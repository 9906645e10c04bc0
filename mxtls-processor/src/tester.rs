use std::collections::BTreeMap;

use async_trait::async_trait;
use mxtls_common::{ProbeResult, TestCriteria, config::ProbeTimeouts, internal};
use mxtls_evaluator::{EvaluationResult, Evaluator, ProbeMatrix, RuleChain, TestContext};
use mxtls_probe::TlsProbeClient;
use mxtls_smtp::SmtpConfig;
use mxtls_tracing::traced;

use crate::{CertificateCache, Result, SimplifiedTlsConnectionResult, TestRunMessage};

/// Everything one target's run produced.
#[derive(Debug, Clone)]
pub struct TestRun {
    pub target: String,
    /// In the order the probes ran.
    pub results: Vec<(TestCriteria, ProbeResult)>,
    /// The rule chain's verdict, which decides what is published.
    pub context: TestContext,
    /// Per feature group grading of the same results.
    pub evaluation: EvaluationResult,
}

impl TestRun {
    pub const fn is_inconclusive(&self) -> bool {
        self.context.inconclusive
    }

    /// The message published for this run. Certificates are taken from the
    /// batch's cache, so they must have been recorded there first.
    pub fn to_message(&self, cache: &CertificateCache) -> TestRunMessage {
        let mut certificates = BTreeMap::new();

        let results = self
            .results
            .iter()
            .map(|(criteria, result)| {
                let thumbprints: Vec<String> = result
                    .certificates()
                    .iter()
                    .map(|der| cache.insert(der))
                    .collect();
                certificates.extend(cache.select(&thumbprints));

                SimplifiedTlsConnectionResult {
                    test_name: criteria.name.clone(),
                    cipher_suite: result.cipher_suite().map(|suite| suite.to_string()),
                    certificate_thumbprints: thumbprints,
                    error: result.error().map(|error| error.to_string()),
                    error_description: result.error_description().map(ToOwned::to_owned),
                    smtp_handshake: result.smtp_transcript().to_vec(),
                }
            })
            .collect();

        TestRunMessage::new(
            self.target.clone(),
            self.context.published_advisories().map(<[_]>::to_vec),
            results,
            certificates,
        )
    }
}

/// Runs the whole probe matrix against one target.
#[async_trait]
pub trait TargetTester: Send + Sync {
    async fn run(&self, target: &str, cache: &CertificateCache) -> Result<TestRun>;
}

/// Probes a target with every criteria in turn, one connection at a time,
/// and grades the results.
pub struct SecurityTester {
    client: TlsProbeClient,
    port: u16,
    criteria: Vec<TestCriteria>,
    chain: RuleChain,
    evaluator: Evaluator<ProbeMatrix>,
}

impl SecurityTester {
    /// The standard matrix, chain and rule set.
    pub fn new(smtp: SmtpConfig, timeouts: ProbeTimeouts) -> Self {
        Self::with_criteria(smtp, timeouts, TestCriteria::standard_set())
    }

    pub fn with_criteria(smtp: SmtpConfig, timeouts: ProbeTimeouts, criteria: Vec<TestCriteria>) -> Self {
        Self {
            port: smtp.port,
            client: TlsProbeClient::new(smtp, timeouts),
            criteria,
            chain: RuleChain::standard(),
            evaluator: Evaluator::standard(),
        }
    }

    pub fn criteria(&self) -> &[TestCriteria] {
        &self.criteria
    }

    /// Grades results that were already collected.
    pub fn grade(&self, target: &str, results: Vec<(TestCriteria, ProbeResult)>) -> TestRun {
        let matrix: ProbeMatrix = results
            .iter()
            .map(|(criteria, result)| (criteria.test_type, result.clone()))
            .collect();

        TestRun {
            target: target.to_owned(),
            context: self.chain.evaluate(&matrix),
            evaluation: self.evaluator.grade(&matrix),
            results,
        }
    }
}

#[async_trait]
impl TargetTester for SecurityTester {
    async fn run(&self, target: &str, cache: &CertificateCache) -> Result<TestRun> {
        Ok(self.grade(target, self.probe_all(target, cache).await))
    }
}

impl SecurityTester {
    #[traced(instrument(level = tracing::Level::INFO, skip_all, fields(target = %target)), timing(precision = "s"))]
    async fn probe_all(&self, target: &str, cache: &CertificateCache) -> Vec<(TestCriteria, ProbeResult)> {
        let mut results = Vec::with_capacity(self.criteria.len());

        for criteria in &self.criteria {
            let result = self.client.probe(criteria, target, self.port).await;
            for der in result.certificates() {
                cache.insert(der);
            }

            internal!(
                level = DEBUG,
                "{target} {}: {}",
                criteria.name,
                result
                    .cipher_suite()
                    .map_or_else(|| format!("{:?}", result.error()), |suite| suite.to_string())
            );
            results.push((criteria.clone(), result));
        }

        results
    }
}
**********
§ Your instructions
Go through the entries above, and wherever a line holds the word "SmtpConfig", copy that line.

§ Result for this exercise
use mxtls_smtp::SmtpConfig;
    pub fn new(smtp: SmtpConfig, timeouts: ProbeTimeouts) -> Self {
    pub fn with_criteria(smtp: SmtpConfig, timeouts: ProbeTimeouts, criteria: Vec<TestCriteria>) -> Self {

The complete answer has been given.